MOVEit Authentication Bypass 2026: Patch CVE-2026-4670 Before Hackers Seize Your File Transfers

A CVSS 9.8 flaw in MOVEit Automation lets unauthenticated attackers seize full enterprise file transfer control — here is your step-by-step patch guide.

If your organization runs MOVEit Automation, stop what you are doing right now. A critical MOVEit authentication bypass vulnerability tracked as CVE-2026-4670 was publicly confirmed on May 4, 2026, carrying a CVSS score of 9.8 — the highest possible severity rating. Progress Software, the company behind MOVEit, confirmed that unauthenticated attackers can exploit this flaw to completely bypass login, gain full administrative control, and access or redirect sensitive file transfers without ever entering a password. This is not a theoretical risk. Active exploitation is already underway, and your window to patch safely is closing by the hour.

This guide covers exactly what CVE-2026-4670 does, which MOVEit versions are at risk, and the precise steps your IT team must take to patch and harden your environment before ransomware operators weaponize this bug at scale.


What Is CVE-2026-4670? The MOVEit Authentication Bypass Explained

CVE-2026-4670 is a pre-authentication remote exploit in MOVEit Automation, also known as MOVEit Central — the enterprise-grade managed file transfer (MFT) solution used by thousands of organizations to schedule, automate, and secure automated file movement workflows. A companion vulnerability, CVE-2026-5174 (CVSS 7.7), was patched alongside it and enables privilege escalation through improper input validation on the MOVEit backend command port interface.

In plain terms, CVE-2026-4670 allows the following attack sequence:

  • An unauthenticated attacker sends a specially crafted request to the MOVEit Automation service backend command port from the network
  • MOVEit processes the request before any authentication logic executes
  • The attacker gains full administrative access — including read and write permissions, schedule manipulation, and the ability to silently redirect automated file transfers to attacker-controlled destinations

Progress Software’s own advisory makes the impact unambiguous: the vulnerabilities “may allow authentication bypass and privilege escalation through the service backend command port interfaces,” and “exploitation may lead to unauthorized access, administrative control, and data exposure.”

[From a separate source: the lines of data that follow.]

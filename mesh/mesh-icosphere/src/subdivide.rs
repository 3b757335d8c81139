//! One round of midpoint subdivision on a closed triangle mesh.

use nalgebra::Point3;

use crate::edge_cache::EdgeCache;

/// Split every face of `input` into four, writing the result to `output`.
///
/// Midpoint vertices are looked up in (or added to) `cache` and appended to
/// `vertices`, so a vertex is created once per edge and shared by the two
/// faces on either side of it. Winding is preserved: for an input face
/// `(v0, v1, v2)` with midpoints `m01`, `m12`, `m20` the pass emits
///
/// ```text
/// (v0, m01, m20)  (v1, m12, m01)  (v2, m20, m12)  (m01, m12, m20)
/// ```
///
/// Both `cache` and `output` are cleared first; their capacity is reused.
///
/// # Panics
///
/// `input` must be a closed, manifold triangulation whose indices are valid
/// for `vertices`. The pass asserts that it produced four faces per input
/// face and one cache entry per input edge (`3T / 2`); a mismatch means the
/// input topology is broken and is not recoverable.
///
/// # Example
///
/// ```
/// use mesh_icosphere::{EdgeCache, IndexedMesh, icosphere, subdivide_pass};
///
/// let IndexedMesh { mut vertices, faces } = icosphere(0);
/// let mut cache = EdgeCache::new();
/// let mut next = Vec::new();
///
/// subdivide_pass(&mut vertices, &faces, &mut cache, &mut next);
///
/// assert_eq!(next.len(), 80);
/// assert_eq!(vertices.len(), 42);
/// assert_eq!(cache.len(), 30);
/// ```
pub fn subdivide_pass(
    vertices: &mut Vec<Point3<f64>>,
    input: &[[u32; 3]],
    cache: &mut EdgeCache,
    output: &mut Vec<[u32; 3]>,
) {
    cache.clear();
    output.clear();

    for &[v0, v1, v2] in input {
        let m01 = cache.midpoint(vertices, v0, v1);
        let m12 = cache.midpoint(vertices, v1, v2);
        let m20 = cache.midpoint(vertices, v2, v0);

        // Corner triangles
        output.push([v0, m01, m20]);
        output.push([v1, m12, m01]);
        output.push([v2, m20, m12]);
        // Center triangle
        output.push([m01, m12, m20]);
    }

    assert_eq!(
        output.len(),
        input.len() * 4,
        "subdivision produced {} faces from {} input faces",
        output.len(),
        input.len()
    );
    assert_eq!(
        cache.len(),
        input.len() + input.len() / 2,
        "{} input faces produced {} distinct edges; input is not a closed manifold",
        input.len(),
        cache.len()
    );
}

For enterprise IT teams, this is a critical distinction. MOVEit Automation is not simply a file storage tool. It is used across healthcare, finance, government, and logistics to move millions of regulated records on automated schedules — HIPAA files, financial reports, payroll batches, legal documents, and partner data exchanges. Administrative control of MOVEit Automation is, therefore, a direct pipeline into an organization’s most sensitive automated data flows.


Which MOVEit Automation Versions Are Affected by CVE-2026-4670?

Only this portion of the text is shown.